The residuals appear to be normally distributed, however, the mean is not centered at zero and the tails are quite long. According to the Ljung-Box test, the p-value is quite significant, which leads us to believe that there may be autocorrelation. (This is also evidenced by the ACF plot where the autocorrelation plots appear to exceed the blue dotted line).
F. How sensitive are the accuracy measures to the training/test split?

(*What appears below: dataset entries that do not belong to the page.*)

// SPDX-License-Identifier: Apache-2.0
// © James Ross Ω FLYING•ROBOTS <https://github.com/flyingrobots>
//! Stream driver, phase handlers, and per-phase control surfaces.

use thiserror::Error;
use tracing::trace;

/// Stable key naming a phase within a stream.
pub type PhaseKey = &'static str;

/// Handler invoked for a unit-of-work phase.
pub type WorkHandler<C, E> = Box<dyn FnMut(&mut C, &mut Work<E>)>;

/// Handler invoked for an event phase (main handler or fan-out listener).
pub type EventHandler<C> = Box<dyn FnMut(&mut C, &mut EventState)>;

type CompleteHook<C> = Box<dyn FnOnce(&mut C)>;
type ErrorHook<C, E> = Box<dyn FnOnce(&mut C, &E)>;

/// Errors raised by the stream driver itself.
#[derive(Debug, Clone, PartialEq, Eq, Error)]
pub enum StreamError {
    /// A phase with the same key was already registered.
    #[error("duplicate phase key: {0}")]
    DuplicatePhase(PhaseKey),
    /// A seek or listener registration named a key that does not exist.
    #[error("unknown phase key: {0}")]
    UnknownPhase(PhaseKey),
    /// Listeners may only be attached to event phases.
    #[error("phase is not an event: {0}")]
    NotAnEvent(PhaseKey),
    /// `resolve_pending`/`reject_pending` was called with no pending work.
    #[error("no unit of work is pending")]
    NotSuspended,
    /// The stream already reached a terminal state.
    #[error("stream already finished")]
    Finished,
}

/// Discriminates the two phase kinds.
#[derive(Debug, Clone, Copy, PartialEq, Eq)]
pub enum PhaseKind {
    /// One-shot work that settles through a [`Work`] handle.
    UnitOfWork,
    /// User-observable event with a listener fan-out stage.
    Event,
}

/// A phase handler tagged with its kind.
pub enum Handler<C, E> {
    /// Unit-of-work handler.
    Work(WorkHandler<C, E>),
    /// Event main handler.
    Event(EventHandler<C>),
}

The accuracy measure are always sensitive to the training/test split. There are better ways to check the robustness of the methods in terms of accuracy such as using a time series cross-validation tsCV().
According to chapter 3.4:
“A more sophisticated version of training/test sets is time series cross-validation. In this procedure, there are a series of test sets, each consisting of a single observation. The corresponding training set consists only of observations that occurred prior to the observation that forms the test set. Thus, no future observations can be used in constructing the forecast. Since it is not possible to obtain a reliable forecast based on a small training set, the earliest observations are not considered as test sets.
The forecast accuracy is computed by averaging over the test sets. This procedure is sometimes known as “evaluation on a rolling forecasting origin” because the “origin” at which the forecast is based rolls forward in time.
With time series forecasting, one-step forecasts may not be as relevant as multi-step forecasts. In this case, the cross-validation procedure based on a rolling forecasting origin can be modified to allow multi-step errors to be used.
Time series cross-validation is implemented with the tsCV() function."